Ale do rzeczy, siedzę sobie, chłonę
atmosferę miejsca i oczom moim ukazuje się taki oto widok.
Dwie nastolatki idą
w moim kierunku, jedna z nich ma butelkę coli, pepsi czy innego napoju.
Następnie zatrzymuje się, odkręca go, pije i finalnie rzuca nie dopity na
kamienie. Po czym, jak by nigdy nic się nie stało, mija mnie siedzącą na
karimacie ćwierkając radośnie do koleżanki.
Zwariowałam, oczy wyszły mi na
wierzch i mówię do niej, by podniosła śmieć i wzięła ze sobą (bo kosza na przestrzeni
200m brak), zawróciła podniosła butelkę przeszła parę metrów i znowu ją
rzuciła.
Pomyślałam sobie: Hitler też miał rodziców.
Wydaje nam się, że zrobienie lub
nie zrobienie jakiejś rzeczy nie ma znaczenia. Otóż nic bardziej mylnego.
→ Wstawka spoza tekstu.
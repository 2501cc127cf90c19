#![allow(deprecated)] // events().publish migration tracked separately

use soroban_sdk::{symbol_short, Address, Env};

// ── Event payloads ──────────────────────────────────────────────────────────

/// Fired once when the contract is bootstrapped.
#[soroban_sdk::contracttype]
#[derive(Clone, Debug, Eq, PartialEq)]
pub struct InitializedEvent {
    pub admin: Address,
    pub token: Address,
    pub fee_sink: Address,
    pub epoch_duration: u64,
    pub lock_epochs: u64,
    pub fee_percent: u32,
    pub timestamp: u64,
}

/// Fired when an account opens or tops up its stake.
#[soroban_sdk::contracttype]
#[derive(Clone, Debug, Eq, PartialEq)]
pub struct StakedEvent {
    pub account: Address,
    pub amount: i128,
    pub timestamp: u64,
}

/// Fired when an account withdraws its own stake.
#[soroban_sdk::contracttype]
#[derive(Clone, Debug, Eq, PartialEq)]
pub struct UnstakedEvent {
    pub account: Address,
    pub payout: i128,
    pub receipt_score: u64,
    pub timestamp: u64,
}

/// Fired when the administrator force-closes an account's stake.
/// Deliberately distinct from [`UnstakedEvent`] so off-chain consumers can
/// tell the two apart.
#[soroban_sdk::contracttype]
#[derive(Clone, Debug, Eq, PartialEq)]
pub struct ForciblyUnstakedEvent {
    pub account: Address,
    pub payout: i128,
    pub receipt_score: u64,
    pub timestamp: u64,
}

/// Fired when the administrator zeroes an account's receipt score.
#[soroban_sdk::contracttype]
#[derive(Clone, Debug, Eq, PartialEq)]
pub struct ReceiptScoreResetEvent {
    pub account: Address,
    pub timestamp: u64,
}

// ── Publishers ──────────────────────────────────────────────────────────────

pub fn publish_initialized(
    env: &Env,
    admin: Address,
    token: Address,
    fee_sink: Address,
    epoch_duration: u64,
    lock_epochs: u64,
    fee_percent: u32,
) {
    env.events().publish(
        (symbol_short!("INIT"),),
        InitializedEvent {
            admin,
            token,
            fee_sink,
            epoch_duration,
            lock_epochs,
            fee_percent,
            timestamp: env.ledger().timestamp(),
        },
    );
}

pub fn publish_staked(env: &Env, account: Address, amount: i128) {
    env.events().publish(
        (symbol_short!("STAKED"), account.clone()),
        StakedEvent {
            account,
            amount,
            timestamp: env.ledger().timestamp(),
        },
    );
}

pub fn publish_unstaked(env: &Env, account: Address, payout: i128, receipt_score: u64) {
    env.events().publish(
        (symbol_short!("UNSTAKED"), account.clone()),
        UnstakedEvent {
            account,
            payout,
            receipt_score,
            timestamp: env.ledger().timestamp(),
        },
    );
}

pub fn publish_forcibly_unstaked(env: &Env, account: Address, payout: i128, receipt_score: u64) {
    env.events().publish(
        (symbol_short!("F_UNSTKD"), account.clone()),
        ForciblyUnstakedEvent {
            account,
            payout,
            receipt_score,
            timestamp: env.ledger().timestamp(),
        },
    );
}

pub fn publish_receipt_score_reset(env: &Env, account: Address) {
    env.events().publish(
        (symbol_short!("SCR_RST"), account.clone()),
        ReceiptScoreResetEvent {
            account,
            timestamp: env.ledger().timestamp(),
        },
    );
}
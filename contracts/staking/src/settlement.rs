//! Early-exit fee / payout split for a closing stake.
//!
//! The fee uses truncating integer percentage math (`amount * percent /
//! 100`); no floating point anywhere, so the split is exact and
//! reproducible.

/// How a closing stake's principal is divided between the staker and the
/// fee sink. `fee + payout` always equals the settled amount.
#[derive(Clone, Copy, Debug, Eq, PartialEq)]
pub struct Settlement {
    pub fee: i128,
    pub payout: i128,
}

/// Split `amount` for a stake opened `elapsed` seconds ago. Before the
/// lock matures the fee applies; at or after maturity the full principal
/// is returned.
pub fn split(amount: i128, elapsed: u64, lock_duration: u64, fee_percent: u32) -> Settlement {
    if elapsed < lock_duration {
        let fee = amount.saturating_mul(fee_percent as i128) / 100;
        Settlement {
            fee,
            payout: amount - fee,
        }
    } else {
        Settlement {
            fee: 0,
            payout: amount,
        }
    }
}
//! Whole-ledger reentrancy guard.
//!
//! Settlement calls out to the token contract, which could re-enter this
//! one. Every mutating entry point takes this single exclusive lock for
//! its full duration; a nested mutating call on *any* account fails with
//! `ReentrantCall` before touching state. The lock is one flag in
//! instance storage, so a failed invocation's rollback also releases it.

use soroban_sdk::{symbol_short, Env, Symbol};

const GUARD: Symbol = symbol_short!("GUARD");

/// Take the lock. Returns `false` if a mutating operation is already in
/// flight.
pub fn enter(env: &Env) -> bool {
    if env.storage().instance().has(&GUARD) {
        return false;
    }
    env.storage().instance().set(&GUARD, &true);
    true
}

/// Release the lock.
pub fn exit(env: &Env) {
    env.storage().instance().remove(&GUARD);
}
//! Tier table: ordered amount thresholds with a per-epoch score rate and a
//! display label each.
//!
//! The table is fixed at initialization. A single record type replaces the
//! three parallel threshold/score/label lists of earlier designs so the
//! aligned-index invariant holds by construction.

use soroban_sdk::{contracttype, String, Vec};

/// One classification bucket. `threshold` is the smallest staked amount
/// (in smallest token units) that places an account in this tier.
#[contracttype]
#[derive(Clone, Debug, Eq, PartialEq)]
pub struct Tier {
    pub threshold: i128,
    pub epoch_score: u64,
    pub label: String,
}

/// Check a candidate table: non-empty, positive strictly-increasing
/// thresholds, and a non-zero score rate on every tier.
pub fn validate(tiers: &Vec<Tier>) -> bool {
    if tiers.is_empty() {
        return false;
    }
    let mut prev: i128 = 0;
    for tier in tiers.iter() {
        if tier.threshold <= prev || tier.epoch_score == 0 {
            return false;
        }
        prev = tier.threshold;
    }
    true
}

/// The global minimum stake amount (lowest tier's threshold).
///
/// Callers must only pass a table that passed [`validate`].
pub fn minimum(tiers: &Vec<Tier>) -> i128 {
    tiers.get_unchecked(0).threshold
}

/// Index of the highest tier whose threshold does not exceed `amount`,
/// scanning from the top of the table down. `None` when the amount is
/// below the lowest threshold.
pub fn classify(tiers: &Vec<Tier>, amount: i128) -> Option<u32> {
    let mut idx = tiers.len();
    while idx > 0 {
        idx -= 1;
        if amount >= tiers.get_unchecked(idx).threshold {
            return Some(idx);
        }
    }
    None
}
Jednostka ma ogromną siłę. Każdy z nas ma ogromną siłę. To jednostki zmieniały
bieg wydarzeń w historii, powodowały tragedie, odkrywały nowe kierunki, dzięki
nim powstawały nowe technologie.
Zostańmy przy przykładzie z nad
wody. Wyobraźmy sobie tym razem szklaną butelkę (co nie jest trudne, bowiem
śmieci jest tam mnóstwo). Wyobraźmy sobie dzieci bawiące się nad wodą i jedno,
które się potyka i nieszczęśliwie nadziewa się na „szklanego tulipana”
(leżącego tam tydzień lub całe lata) tracąc życie. Ojciec, który doznaje szoku
za miesiąc wpada na to samo miejsce z „kałachem”, wycinając wszystkich plażujących.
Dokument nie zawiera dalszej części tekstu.